#### [DATA RECORDS]
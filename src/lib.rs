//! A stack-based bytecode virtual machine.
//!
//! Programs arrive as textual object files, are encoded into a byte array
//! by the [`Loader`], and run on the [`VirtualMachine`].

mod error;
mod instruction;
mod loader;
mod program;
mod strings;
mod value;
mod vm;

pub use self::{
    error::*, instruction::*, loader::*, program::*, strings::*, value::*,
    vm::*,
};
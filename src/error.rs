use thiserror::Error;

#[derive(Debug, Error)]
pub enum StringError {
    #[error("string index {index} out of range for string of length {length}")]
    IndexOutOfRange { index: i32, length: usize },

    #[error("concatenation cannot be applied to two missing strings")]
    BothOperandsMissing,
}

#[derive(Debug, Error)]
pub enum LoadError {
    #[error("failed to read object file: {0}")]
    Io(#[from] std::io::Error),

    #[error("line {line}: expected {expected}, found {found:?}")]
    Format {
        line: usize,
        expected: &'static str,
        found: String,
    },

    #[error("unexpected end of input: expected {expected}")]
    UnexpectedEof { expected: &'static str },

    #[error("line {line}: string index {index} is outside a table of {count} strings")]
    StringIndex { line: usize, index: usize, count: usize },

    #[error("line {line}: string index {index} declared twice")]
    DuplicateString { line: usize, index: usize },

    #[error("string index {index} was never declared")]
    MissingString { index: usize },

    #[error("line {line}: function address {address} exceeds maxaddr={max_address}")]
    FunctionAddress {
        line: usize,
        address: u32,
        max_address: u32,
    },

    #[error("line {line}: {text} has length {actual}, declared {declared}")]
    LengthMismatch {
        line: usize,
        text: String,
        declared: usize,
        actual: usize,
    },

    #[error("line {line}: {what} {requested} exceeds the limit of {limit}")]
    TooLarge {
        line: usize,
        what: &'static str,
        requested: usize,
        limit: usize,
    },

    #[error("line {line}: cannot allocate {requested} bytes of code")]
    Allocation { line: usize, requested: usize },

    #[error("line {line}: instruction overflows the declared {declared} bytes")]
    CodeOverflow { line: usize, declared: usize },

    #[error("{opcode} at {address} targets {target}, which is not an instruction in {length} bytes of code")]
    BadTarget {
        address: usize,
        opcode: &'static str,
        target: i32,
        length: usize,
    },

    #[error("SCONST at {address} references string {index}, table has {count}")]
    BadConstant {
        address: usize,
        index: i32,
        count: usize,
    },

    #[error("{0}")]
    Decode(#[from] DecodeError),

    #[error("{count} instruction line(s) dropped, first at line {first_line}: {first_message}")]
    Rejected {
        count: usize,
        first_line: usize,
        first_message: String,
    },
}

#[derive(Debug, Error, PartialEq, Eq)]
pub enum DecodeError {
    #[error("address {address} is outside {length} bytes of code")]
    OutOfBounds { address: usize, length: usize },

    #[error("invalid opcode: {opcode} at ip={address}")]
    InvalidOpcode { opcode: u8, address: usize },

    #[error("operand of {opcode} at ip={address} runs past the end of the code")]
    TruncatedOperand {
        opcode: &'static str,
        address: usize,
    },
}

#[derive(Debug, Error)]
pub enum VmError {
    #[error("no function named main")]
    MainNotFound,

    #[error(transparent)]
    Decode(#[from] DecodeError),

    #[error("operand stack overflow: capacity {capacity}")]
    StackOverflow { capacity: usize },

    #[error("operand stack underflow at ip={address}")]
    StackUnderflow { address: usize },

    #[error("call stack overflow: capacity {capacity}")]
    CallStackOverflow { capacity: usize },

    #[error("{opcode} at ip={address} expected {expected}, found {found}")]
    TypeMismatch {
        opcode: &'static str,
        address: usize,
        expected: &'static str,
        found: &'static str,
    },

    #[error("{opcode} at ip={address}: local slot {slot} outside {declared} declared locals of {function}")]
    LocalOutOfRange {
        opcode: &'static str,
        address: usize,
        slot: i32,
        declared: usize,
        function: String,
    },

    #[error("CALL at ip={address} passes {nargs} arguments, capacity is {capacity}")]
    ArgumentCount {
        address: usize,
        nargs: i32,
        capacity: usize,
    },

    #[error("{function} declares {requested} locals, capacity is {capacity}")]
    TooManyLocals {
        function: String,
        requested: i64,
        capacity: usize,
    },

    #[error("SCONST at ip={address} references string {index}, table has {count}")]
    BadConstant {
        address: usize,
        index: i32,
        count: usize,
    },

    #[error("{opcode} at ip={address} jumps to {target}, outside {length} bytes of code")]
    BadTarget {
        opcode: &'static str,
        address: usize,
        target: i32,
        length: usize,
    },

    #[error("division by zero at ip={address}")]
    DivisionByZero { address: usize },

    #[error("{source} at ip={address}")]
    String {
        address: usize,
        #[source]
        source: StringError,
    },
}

==

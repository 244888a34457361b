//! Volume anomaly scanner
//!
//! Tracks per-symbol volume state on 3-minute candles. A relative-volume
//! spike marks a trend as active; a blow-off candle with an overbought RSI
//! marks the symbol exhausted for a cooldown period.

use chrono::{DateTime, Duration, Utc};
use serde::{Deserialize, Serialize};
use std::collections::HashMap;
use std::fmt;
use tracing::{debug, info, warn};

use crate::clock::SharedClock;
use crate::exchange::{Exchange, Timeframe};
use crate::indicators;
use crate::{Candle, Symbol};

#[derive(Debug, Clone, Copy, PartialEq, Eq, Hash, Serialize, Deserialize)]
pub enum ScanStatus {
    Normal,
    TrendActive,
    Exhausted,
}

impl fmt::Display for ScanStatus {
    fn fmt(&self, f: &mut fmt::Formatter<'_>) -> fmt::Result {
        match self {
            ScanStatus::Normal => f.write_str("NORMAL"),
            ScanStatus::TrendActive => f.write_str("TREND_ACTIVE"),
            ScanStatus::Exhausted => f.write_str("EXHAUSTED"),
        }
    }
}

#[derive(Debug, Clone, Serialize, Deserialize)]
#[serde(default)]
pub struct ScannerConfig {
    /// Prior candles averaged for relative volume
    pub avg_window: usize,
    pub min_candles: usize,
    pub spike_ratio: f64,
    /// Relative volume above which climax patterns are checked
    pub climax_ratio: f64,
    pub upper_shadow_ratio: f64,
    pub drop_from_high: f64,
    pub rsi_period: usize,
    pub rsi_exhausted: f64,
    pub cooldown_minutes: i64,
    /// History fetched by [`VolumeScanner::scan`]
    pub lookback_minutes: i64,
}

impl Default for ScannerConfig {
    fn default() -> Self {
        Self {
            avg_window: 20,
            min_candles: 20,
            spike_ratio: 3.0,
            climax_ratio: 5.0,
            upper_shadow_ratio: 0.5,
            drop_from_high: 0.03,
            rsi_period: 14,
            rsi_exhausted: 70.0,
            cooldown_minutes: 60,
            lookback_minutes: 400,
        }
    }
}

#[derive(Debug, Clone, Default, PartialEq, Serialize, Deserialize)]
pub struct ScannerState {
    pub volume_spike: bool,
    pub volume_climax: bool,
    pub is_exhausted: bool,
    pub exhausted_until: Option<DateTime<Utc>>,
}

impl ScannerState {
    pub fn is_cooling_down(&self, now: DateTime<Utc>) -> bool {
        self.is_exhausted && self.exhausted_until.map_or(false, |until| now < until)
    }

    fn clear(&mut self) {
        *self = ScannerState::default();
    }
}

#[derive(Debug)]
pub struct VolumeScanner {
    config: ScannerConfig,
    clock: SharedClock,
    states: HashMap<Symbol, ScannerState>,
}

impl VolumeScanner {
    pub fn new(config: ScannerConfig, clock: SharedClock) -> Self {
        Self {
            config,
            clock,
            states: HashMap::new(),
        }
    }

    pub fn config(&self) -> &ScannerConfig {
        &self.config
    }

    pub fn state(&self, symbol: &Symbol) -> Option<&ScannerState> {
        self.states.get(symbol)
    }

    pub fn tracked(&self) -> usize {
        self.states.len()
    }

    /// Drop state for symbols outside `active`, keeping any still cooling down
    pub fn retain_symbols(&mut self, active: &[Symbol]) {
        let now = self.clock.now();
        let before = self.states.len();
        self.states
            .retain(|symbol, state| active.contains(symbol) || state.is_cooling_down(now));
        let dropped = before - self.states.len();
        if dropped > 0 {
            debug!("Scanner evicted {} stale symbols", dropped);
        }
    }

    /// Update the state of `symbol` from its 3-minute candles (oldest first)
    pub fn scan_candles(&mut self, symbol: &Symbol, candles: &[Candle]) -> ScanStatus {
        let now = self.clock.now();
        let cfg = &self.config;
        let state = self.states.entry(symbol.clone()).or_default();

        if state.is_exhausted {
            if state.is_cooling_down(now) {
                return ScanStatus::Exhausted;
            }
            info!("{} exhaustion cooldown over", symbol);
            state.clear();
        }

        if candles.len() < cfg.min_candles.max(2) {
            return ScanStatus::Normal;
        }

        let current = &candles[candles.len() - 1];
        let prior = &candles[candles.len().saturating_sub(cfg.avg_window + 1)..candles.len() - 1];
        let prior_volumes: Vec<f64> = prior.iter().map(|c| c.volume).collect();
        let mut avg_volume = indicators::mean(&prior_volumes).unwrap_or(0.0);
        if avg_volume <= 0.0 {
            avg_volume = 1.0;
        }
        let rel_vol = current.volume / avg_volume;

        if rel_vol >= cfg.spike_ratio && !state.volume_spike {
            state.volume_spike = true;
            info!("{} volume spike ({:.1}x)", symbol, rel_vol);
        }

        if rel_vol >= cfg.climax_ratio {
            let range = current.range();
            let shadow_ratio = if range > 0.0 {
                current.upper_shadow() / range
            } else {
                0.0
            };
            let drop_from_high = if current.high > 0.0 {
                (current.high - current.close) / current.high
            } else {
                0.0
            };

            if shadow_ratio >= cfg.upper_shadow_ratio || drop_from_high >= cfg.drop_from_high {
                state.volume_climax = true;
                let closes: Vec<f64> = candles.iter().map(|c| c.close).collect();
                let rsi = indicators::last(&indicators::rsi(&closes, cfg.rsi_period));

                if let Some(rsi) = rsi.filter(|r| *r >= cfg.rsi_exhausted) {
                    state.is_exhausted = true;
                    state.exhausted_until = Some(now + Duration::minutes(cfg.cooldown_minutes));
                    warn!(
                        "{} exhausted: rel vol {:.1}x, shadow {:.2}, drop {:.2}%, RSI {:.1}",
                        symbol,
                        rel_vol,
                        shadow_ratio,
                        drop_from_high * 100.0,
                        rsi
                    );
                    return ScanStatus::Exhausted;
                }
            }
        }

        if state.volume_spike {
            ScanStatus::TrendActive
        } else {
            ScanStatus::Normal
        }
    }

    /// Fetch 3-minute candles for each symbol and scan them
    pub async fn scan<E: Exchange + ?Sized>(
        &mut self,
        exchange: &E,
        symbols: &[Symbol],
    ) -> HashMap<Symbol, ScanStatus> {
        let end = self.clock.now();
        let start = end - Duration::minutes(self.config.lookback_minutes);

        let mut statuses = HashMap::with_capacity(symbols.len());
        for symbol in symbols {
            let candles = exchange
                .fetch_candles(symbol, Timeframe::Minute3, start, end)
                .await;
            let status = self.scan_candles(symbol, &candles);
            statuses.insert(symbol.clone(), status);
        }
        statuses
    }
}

#### [WHAT NEEDS TO BE DONE]
Where a line of the entries above holds the word "derive", return that line.

#### [RESPONSE]
#[derive(Debug, Error)]
#[derive(Debug, Error)]
#[derive(Debug, Error, PartialEq, Eq)]
#[derive(Debug, Error)]
#[derive(Debug, Clone, Copy, PartialEq, Eq, Hash, Serialize, Deserialize)]
#[derive(Debug, Clone, Serialize, Deserialize)]
#[derive(Debug, Clone, Default, PartialEq, Serialize, Deserialize)]
#[derive(Debug)]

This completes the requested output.